Madras High Court|24 January, 2017
|

JUDGMENT / ORDER

THE HONOURABLE MR.JUSTICE S.NAGAMUTHU AND THE HONOURABLE MR.JUSTICE N.AUTHINATHAN Criminal Appeal No.784 of 2016 Amsavalli .. Appellant Vs The State by Inspector of Police, Kumaratchi Police Station, Cuddalore District, Crime No.39/2014 .. Respondent Prayer:- Criminal Appeal filed under Section 374(2) Cr.P.C., by the appellant against the judgment dated 07.11.2016 passed in S.C.No.27/2015 on the file of the learned District Mahalir Sessions Judge, Cuddalore.
For Appellant : Mr.I.C.Vasudevan For Respondent : Mr.P.Govindarajan, Additional Public Prosecutor
JUDGEMENT
(Judgment of the Court was delivered by S.Nagamuthu.J) The appellant is the first accused in S.C.No.27/2015 on the file of the learned District Mahalir Sessions Judge, Cuddalore.

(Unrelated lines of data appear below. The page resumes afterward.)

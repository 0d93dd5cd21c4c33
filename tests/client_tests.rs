// Integration tests for the HTTP client against a mock server

use anyhow::Result;
use base64::Engine;
use plaud_bulk_export::config::ApiConfig;
use plaud_bulk_export::{
    ArtifactFormat, ArtifactSource, FetchError, PlaudClient, RecordingDirectory, SessionProvider,
};
use serde_json::json;
use wiremock::matchers::{body_json, body_string_contains, header, method, path};
use wiremock::{Mock, MockServer, ResponseTemplate};

fn api(server: &MockServer) -> ApiConfig {
    ApiConfig {
        base_url: server.uri(),
        timeout_secs: 5,
        ..ApiConfig::default()
    }
}

async fn authenticated_client(server: &MockServer) -> Result<PlaudClient> {
    Mock::given(method("POST"))
        .and(path("/auth/access-token"))
        .and(body_string_contains("username=alice"))
        .and(body_string_contains("password=secret"))
        .respond_with(ResponseTemplate::new(200).set_body_json(json!({
            "access_token": "tok-123",
            "token_type": "bearer"
        })))
        .mount(server)
        .await;

    let mut client = PlaudClient::new(api(server))?;
    let token = client.authenticate("alice", "secret").await?;
    assert_eq!(token, "tok-123");

    Ok(client)
}

#[tokio::test]
async fn test_authenticate_stores_token() -> Result<()> {
    let server = MockServer::start().await;
    let client = authenticated_client(&server).await?;

    assert!(client.is_authenticated());

    Ok(())
}

#[tokio::test]
async fn test_authenticate_rejected() -> Result<()> {
    let server = MockServer::start().await;
    Mock::given(method("POST"))
        .and(path("/auth/access-token"))
        .respond_with(ResponseTemplate::new(401))
        .mount(&server)
        .await;

    let mut client = PlaudClient::new(api(&server))?;
    let result = client.authenticate("alice", "wrong").await;

    assert!(result.is_err());
    assert!(!client.is_authenticated());

    Ok(())
}

#[tokio::test]
async fn test_authenticate_without_token_fails() -> Result<()> {
    let server = MockServer::start().await;
    Mock::given(method("POST"))
        .and(path("/auth/access-token"))
        .respond_with(ResponseTemplate::new(200).set_body_json(json!({ "status": -1 })))
        .mount(&server)
        .await;

    let mut client = PlaudClient::new(api(&server))?;

    assert!(client.authenticate("alice", "secret").await.is_err());

    Ok(())
}

#[tokio::test]
async fn test_calls_before_authentication_fail() -> Result<()> {
    let server = MockServer::start().await;
    let client = PlaudClient::new(api(&server))?;

    assert!(client.list_recordings().await.is_err());
    assert!(matches!(
        client.fetch_audio("r1").await,
        Err(FetchError::Transport(_))
    ));

    Ok(())
}

#[tokio::test]
async fn test_list_recordings_and_tags() -> Result<()> {
    let server = MockServer::start().await;
    let client = authenticated_client(&server).await?;

    Mock::given(method("GET"))
        .and(path("/file/simple/web"))
        .and(header("authorization", "Bearer tok-123"))
        .respond_with(ResponseTemplate::new(200).set_body_json(json!({
            "data_file_list": [
                {
                    "id": "r1",
                    "filename": "Weekly sync",
                    "start_time": 1709283600000i64,
                    "filetag_id_list": ["t1"],
                    "duration": 1800000
                },
                { "id": "r2", "filename": "Untagged", "start_time": 1709400000000i64 }
            ]
        })))
        .mount(&server)
        .await;

    Mock::given(method("GET"))
        .and(path("/filetag/"))
        .and(header("authorization", "Bearer tok-123"))
        .respond_with(ResponseTemplate::new(200).set_body_json(json!({
            "data_filetag_list": [{ "id": "t1", "name": "Work", "icon": "briefcase" }]
        })))
        .mount(&server)
        .await;

    let recordings = client.list_recordings().await?;
    assert_eq!(recordings.len(), 2);
    assert_eq!(recordings[0].name, "Weekly sync");
    assert_eq!(recordings[0].first_tag(), Some("t1"));
    assert!(recordings[1].tag_ids.is_empty());

    let tags = client.list_tags().await?;
    assert_eq!(tags.len(), 1);
    assert_eq!(tags[0].name, "Work");

    Ok(())
}

#[tokio::test]
async fn test_fetch_audio_encodes_raw_bytes() -> Result<()> {
    let server = MockServer::start().await;
    let client = authenticated_client(&server).await?;
    let audio = vec![0x49u8, 0x44, 0x33, 0x04, 0x00, 0xff];

    Mock::given(method("GET"))
        .and(path("/file/download/r1"))
        .respond_with(ResponseTemplate::new(200).set_body_bytes(audio.clone()))
        .mount(&server)
        .await;

    let encoded = client.fetch_audio("r1").await?;
    let decoded = base64::engine::general_purpose::STANDARD.decode(encoded)?;

    assert_eq!(decoded, audio);

    Ok(())
}

#[tokio::test]
async fn test_fetch_transcript_and_summary() -> Result<()> {
    let server = MockServer::start().await;
    let client = authenticated_client(&server).await?;

    Mock::given(method("POST"))
        .and(path("/file/export/transcript"))
        .and(body_json(json!({ "file_id": "r1", "format": "srt" })))
        .respond_with(ResponseTemplate::new(200).set_body_json(json!({ "data": "MQo=" })))
        .mount(&server)
        .await;

    Mock::given(method("POST"))
        .and(path("/file/export/summary"))
        .respond_with(ResponseTemplate::new(200).set_body_json(json!({ "data": "" })))
        .mount(&server)
        .await;

    assert_eq!(client.fetch_transcript("r1", ArtifactFormat::Srt).await?, "MQo=");
    assert!(matches!(
        client.fetch_summary("r1", ArtifactFormat::Pdf).await,
        Err(FetchError::Empty)
    ));

    Ok(())
}

#[tokio::test]
async fn test_server_error_is_transport_failure() -> Result<()> {
    let server = MockServer::start().await;
    let client = authenticated_client(&server).await?;

    Mock::given(method("POST"))
        .and(path("/file/export/transcript"))
        .respond_with(ResponseTemplate::new(502).set_body_string("bad gateway"))
        .mount(&server)
        .await;

    match client.fetch_transcript("r1", ArtifactFormat::Pdf).await {
        Err(FetchError::Transport(e)) => assert!(e.to_string().contains("502")),
        other => panic!("expected transport error, got {:?}", other),
    }

    Ok(())
}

The second accused is one Mr.Kalirathinam. The accused/A.1 & A.2 stood charged for offence under Section 302 I.P.C. By judgment dated 07.11.2016, the trial Court convicted both the accused for offence under Section 302 I.P.C., and sentenced them to undergo imprisonment for life and to pay a fine of Rs.1,000/- each, in default to undergo rigorous imprisonment for six months. Challenging the said conviction and sentence, the appellant/A.1 is before this Court with this Criminal Appeal.
2. The case of the prosecution, in brief, is as follows:-
The deceased in this case was one Mrs.Meenatchi. She had two sons, by name, Mr.Laxmanan & Mr.Elavarasan. A.1 is the wife of Mr.Laxmanan. For about two years, prior to the occurrence, Mr.Laxmanan had gone to Abroad, on account of his job. Thus, A.1 was living with the deceased and the other family members at New Street, Siragizhandanallur Village, Cuddalore District. A.2 is a close friend of Mr.Elavarasan. He used to visit Mr.Elavarasan at the house of the deceased. In such a way, A.2 came to develope illicit intimacy with A.1. This came to the knowledge of the deceased and the other family members. The deceased used to reprimand both these accused and wanted them to disconnect such illicit relationship. But A.1 and A.2 continued to have such illicit intimacy. This was not to the liking of the deceased and she was a hurdle for A.1 and A.2 to continue their illicit relationship. This is stated to be the motive for A.1 and A.2 against the deceased.
3. On 15.04.2014, around 11.00 pm, just behind the garden of the house of the deceased, A.1 and A.2 had a meeting exclusively.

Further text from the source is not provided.